Catheter prototype for intravascular sensing of NIR fluorescence signals. (a) The NIRF catheter consists of a 0.36-mm∕0.014-in. floppy radiopaque tip with a maximum outer diameter of 0.48 mm∕0.019 in.. The arrow highlights the focal spot (40±15 μm) for the 90-deg arc-sensing catheter at a distance of 2±1 mm (arrow). (b) Phantom experiment to measure NIR light attenuation in the presence of whole blood. Plaque (P) consists of 1% Intralipid plus India ink 50 ppm plus AF750 (an NIR fluorochrome, concentration 300 nmol∕L); tissue (T: fibrous cap) consists of polyester casting resin plus titanium dioxide plus India ink; a container (gray shaded area) was filled with fresh rabbit blood or saline. The catheter was immersed in fresh rabbit blood and positioned at variable distance (D) from a fluorescent phantom representing the plaque (P). To mimic the presence of a fibrous cap, a solid tissue phantom of thickness T was interposed between the plaque and the lumen. (c) Plot of detected NIRF signal as a function of distance D in presence of blood compared to saline, showing only modest attenuation by blood. Inset, fluorescence signal decay in saline at distance of up to 10 mm. (d) Plot of the detected NIRF signal in blood in the presence of a tissue phantom (T) of thickness 500 μm shows modest NIRF signal attenuation (<35%) vs the case in (c) where T=0. Reproduced by permission from Ref. .

Figure 2

Real-time, in vivo fluorescence sensing of inflammation in atherosclerotic vessels through blood: (a) repeated real-time manual pullback of the catheter performed in each iliac artery over 20 s (dotted arrow); (b) in rabbits that received a first-generation protease-activatable NIRF agent 24 h beforehand, strong NIRF signal was detected on pullback in iliac artery lesions [target-to-background ratio (TBR)] average of 6.8±1.9 (vs 1.3±0.3 in saline-injected control animals, p<0.05) and (c) and (d) ex vivo paired white light and NIRF images of atherosclerotic arteries.

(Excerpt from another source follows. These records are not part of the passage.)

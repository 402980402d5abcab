//! Non-fatal advisories raised while simulating.

use std::fmt;

use chrono::NaiveDateTime;
use serde::Serialize;
use tracing::warn;

/// Direction of a battery operation.
#[derive(Debug, Clone, Copy, PartialEq, Eq, Serialize)]
#[serde(rename_all = "snake_case")]
pub enum Direction {
    Charge,
    Discharge,
}

impl fmt::Display for Direction {
    fn fmt(&self, f: &mut fmt::Formatter<'_>) -> fmt::Result {
        match self {
            Self::Charge => f.write_str("charge"),
            Self::Discharge => f.write_str("discharge"),
        }
    }
}

/// A non-fatal condition the caller may want to inspect.
///
/// Advisories never interrupt a run: the simulator degrades into a clamped
/// or imperfect result and reports what happened here.
#[derive(Debug, Clone, PartialEq, Serialize)]
#[serde(tag = "kind", rename_all = "snake_case")]
pub enum Advisory {
    /// A requested energy exceeded the technical limits or was negative.
    ClampedValue {
        datetime: NaiveDateTime,
        direction: Direction,
        requested_kwh: f64,
        applied_kwh: f64,
    },
    /// The post-hoc check found the resulting curve above the limit.
    ObjectiveNotMet { limit_kw: f64, peak_kw: f64 },
    /// The sizing probe emptied the oversized battery, so the derived
    /// capacity is a lower bound only.
    SentinelExhausted { sentinel_kwh: f64 },
}

impl Advisory {
    /// Emits the advisory as a `tracing` warning and hands it back.
    pub(crate) fn emit(self) -> Self {
        warn!("{self}");
        self
    }
}

impl fmt::Display for Advisory {
    fn fmt(&self, f: &mut fmt::Formatter<'_>) -> fmt::Result {
        match self {
            Self::ClampedValue {
                datetime,
                direction,
                requested_kwh,
                applied_kwh,
            } => write!(
                f,
                "{datetime}: requested {direction} of {requested_kwh:.3} kWh clamped to {applied_kwh:.3} kWh"
            ),
            Self::ObjectiveNotMet { limit_kw, peak_kw } => write!(
                f,
                "limit of {limit_kw:.2} kW was not held, resulting peak is {peak_kw:.2} kW"
            ),
            Self::SentinelExhausted { sentinel_kwh } => write!(
                f,
                "sizing probe emptied the {sentinel_kwh:.0} kWh sentinel, capacity is undercounted"
            ),
        }
    }
}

Augmented NIRF signal was evident in plaques from rabbits injected with the cysteine protease activatable agent. Minimal autofluorescence was noted in saline-injected control animals (data not shown). RIA, right iliac artery; LIA, left iliac artery; Ao, aorta. Modified by permission from Ref. .

Figure 3

Correlative histopathology and fluorescence microscopy of atheroma sections of a rabbit injected with the cathepsin-activatable NIRF agent and following intravascular NIRF sensing. (a) left, hematoxylin and eosin (H&E); middle, NIRF microscopy (pseudocolored red); right, merged NIRF and 500-nm autofluorescence (pseudocolored green) image. Images acquired at ×100 magnification. (b) Left, abundant NIRF signal from activation of the protease-activatable agent (red) overlying diffuse autofluorescence (green); middle and right, immunoreactive macrophages and cathepsin B respectively colocalize with the NIRF signal. Images acquired at ×200 magnification. Modified by permission from Ref. . (Color online only.)